------ RECORDS SUPPLIED ------
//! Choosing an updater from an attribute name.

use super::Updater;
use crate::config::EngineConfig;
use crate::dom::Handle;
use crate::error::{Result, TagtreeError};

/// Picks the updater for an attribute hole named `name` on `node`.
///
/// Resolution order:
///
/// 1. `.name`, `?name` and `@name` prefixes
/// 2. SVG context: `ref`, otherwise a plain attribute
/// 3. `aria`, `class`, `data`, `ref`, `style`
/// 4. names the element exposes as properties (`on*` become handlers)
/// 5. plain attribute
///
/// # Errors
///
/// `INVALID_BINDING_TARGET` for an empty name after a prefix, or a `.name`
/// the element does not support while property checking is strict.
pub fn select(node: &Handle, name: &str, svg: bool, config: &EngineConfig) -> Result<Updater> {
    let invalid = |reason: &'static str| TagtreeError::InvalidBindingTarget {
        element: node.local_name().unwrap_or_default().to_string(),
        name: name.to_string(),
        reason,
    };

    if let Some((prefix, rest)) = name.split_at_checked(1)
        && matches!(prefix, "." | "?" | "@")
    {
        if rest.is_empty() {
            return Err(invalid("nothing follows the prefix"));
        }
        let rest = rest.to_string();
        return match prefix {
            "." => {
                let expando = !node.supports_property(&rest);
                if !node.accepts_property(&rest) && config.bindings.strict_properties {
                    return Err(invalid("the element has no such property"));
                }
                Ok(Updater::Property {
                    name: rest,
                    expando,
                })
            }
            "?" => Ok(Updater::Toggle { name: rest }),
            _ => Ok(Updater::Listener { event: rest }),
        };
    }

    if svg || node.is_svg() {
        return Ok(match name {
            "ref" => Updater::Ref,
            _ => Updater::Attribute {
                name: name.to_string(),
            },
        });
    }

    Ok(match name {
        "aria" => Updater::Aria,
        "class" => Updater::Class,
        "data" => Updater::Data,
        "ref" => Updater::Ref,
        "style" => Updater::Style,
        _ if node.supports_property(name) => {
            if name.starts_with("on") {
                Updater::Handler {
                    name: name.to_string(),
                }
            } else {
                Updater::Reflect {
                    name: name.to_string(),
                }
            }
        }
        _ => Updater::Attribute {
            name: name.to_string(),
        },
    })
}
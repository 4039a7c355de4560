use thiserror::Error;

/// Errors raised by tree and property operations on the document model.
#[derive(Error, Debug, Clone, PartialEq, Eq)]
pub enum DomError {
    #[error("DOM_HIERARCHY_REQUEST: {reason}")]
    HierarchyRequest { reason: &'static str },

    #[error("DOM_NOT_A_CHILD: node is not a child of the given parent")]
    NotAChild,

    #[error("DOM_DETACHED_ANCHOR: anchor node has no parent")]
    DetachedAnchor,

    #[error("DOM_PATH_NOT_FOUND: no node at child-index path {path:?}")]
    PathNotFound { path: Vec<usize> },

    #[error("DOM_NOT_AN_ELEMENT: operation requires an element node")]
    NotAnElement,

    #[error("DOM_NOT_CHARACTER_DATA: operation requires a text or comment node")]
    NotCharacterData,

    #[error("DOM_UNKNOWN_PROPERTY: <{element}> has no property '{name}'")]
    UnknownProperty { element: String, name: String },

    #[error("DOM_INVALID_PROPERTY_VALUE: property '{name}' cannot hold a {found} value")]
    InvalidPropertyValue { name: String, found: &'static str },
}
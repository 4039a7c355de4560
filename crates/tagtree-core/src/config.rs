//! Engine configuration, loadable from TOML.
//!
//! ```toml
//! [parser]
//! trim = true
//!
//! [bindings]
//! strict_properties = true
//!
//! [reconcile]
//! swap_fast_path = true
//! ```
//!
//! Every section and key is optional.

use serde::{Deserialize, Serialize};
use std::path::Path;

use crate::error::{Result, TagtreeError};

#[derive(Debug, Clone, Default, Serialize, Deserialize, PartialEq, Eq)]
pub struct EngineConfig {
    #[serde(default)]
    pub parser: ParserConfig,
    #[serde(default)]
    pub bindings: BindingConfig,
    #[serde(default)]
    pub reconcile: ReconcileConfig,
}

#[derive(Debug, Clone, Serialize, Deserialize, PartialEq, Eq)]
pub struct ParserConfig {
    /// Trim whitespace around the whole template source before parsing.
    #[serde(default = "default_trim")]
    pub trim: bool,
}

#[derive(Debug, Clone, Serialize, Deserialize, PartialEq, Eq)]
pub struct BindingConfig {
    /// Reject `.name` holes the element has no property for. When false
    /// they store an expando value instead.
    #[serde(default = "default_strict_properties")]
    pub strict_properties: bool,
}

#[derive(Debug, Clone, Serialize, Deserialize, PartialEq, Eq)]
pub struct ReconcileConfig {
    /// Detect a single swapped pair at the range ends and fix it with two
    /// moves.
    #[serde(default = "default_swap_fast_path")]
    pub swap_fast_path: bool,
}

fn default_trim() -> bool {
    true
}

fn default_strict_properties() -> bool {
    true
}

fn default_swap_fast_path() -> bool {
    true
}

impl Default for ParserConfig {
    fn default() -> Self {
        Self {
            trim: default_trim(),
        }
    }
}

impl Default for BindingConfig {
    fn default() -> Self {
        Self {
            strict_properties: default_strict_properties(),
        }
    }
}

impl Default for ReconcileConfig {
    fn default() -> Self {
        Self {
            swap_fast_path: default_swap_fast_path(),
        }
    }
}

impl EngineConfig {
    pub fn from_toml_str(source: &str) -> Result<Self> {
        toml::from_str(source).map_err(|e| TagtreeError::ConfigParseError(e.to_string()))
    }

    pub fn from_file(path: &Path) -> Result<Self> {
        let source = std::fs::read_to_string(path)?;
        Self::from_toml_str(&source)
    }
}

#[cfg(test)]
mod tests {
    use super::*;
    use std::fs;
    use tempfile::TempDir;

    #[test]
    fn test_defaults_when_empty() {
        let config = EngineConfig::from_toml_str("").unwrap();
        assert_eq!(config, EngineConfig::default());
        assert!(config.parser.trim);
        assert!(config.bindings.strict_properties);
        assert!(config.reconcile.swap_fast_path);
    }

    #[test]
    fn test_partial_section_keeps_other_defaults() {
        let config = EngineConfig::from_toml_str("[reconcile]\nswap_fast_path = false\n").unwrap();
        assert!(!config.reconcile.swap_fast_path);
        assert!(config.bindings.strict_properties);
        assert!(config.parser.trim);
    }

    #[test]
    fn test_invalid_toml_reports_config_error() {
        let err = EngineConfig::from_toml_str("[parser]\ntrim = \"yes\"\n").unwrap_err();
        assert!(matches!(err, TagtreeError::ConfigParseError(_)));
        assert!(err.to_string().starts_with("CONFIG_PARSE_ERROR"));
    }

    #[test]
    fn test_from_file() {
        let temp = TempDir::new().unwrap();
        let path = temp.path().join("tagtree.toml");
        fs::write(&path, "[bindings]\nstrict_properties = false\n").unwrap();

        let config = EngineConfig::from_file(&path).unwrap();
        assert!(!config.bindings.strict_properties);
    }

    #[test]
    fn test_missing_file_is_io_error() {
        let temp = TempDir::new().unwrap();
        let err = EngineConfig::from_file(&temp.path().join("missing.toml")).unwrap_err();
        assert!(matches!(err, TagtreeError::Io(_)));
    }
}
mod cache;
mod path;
------
**YOUR OBJECTIVE**.
Wherever a line in the entries holds "static", copy that line.

**WRITTEN SOLUTION**.
    let invalid = |reason: &'static str| TagtreeError::InvalidBindingTarget {
    HierarchyRequest { reason: &'static str },
    InvalidPropertyValue { name: String, found: &'static str },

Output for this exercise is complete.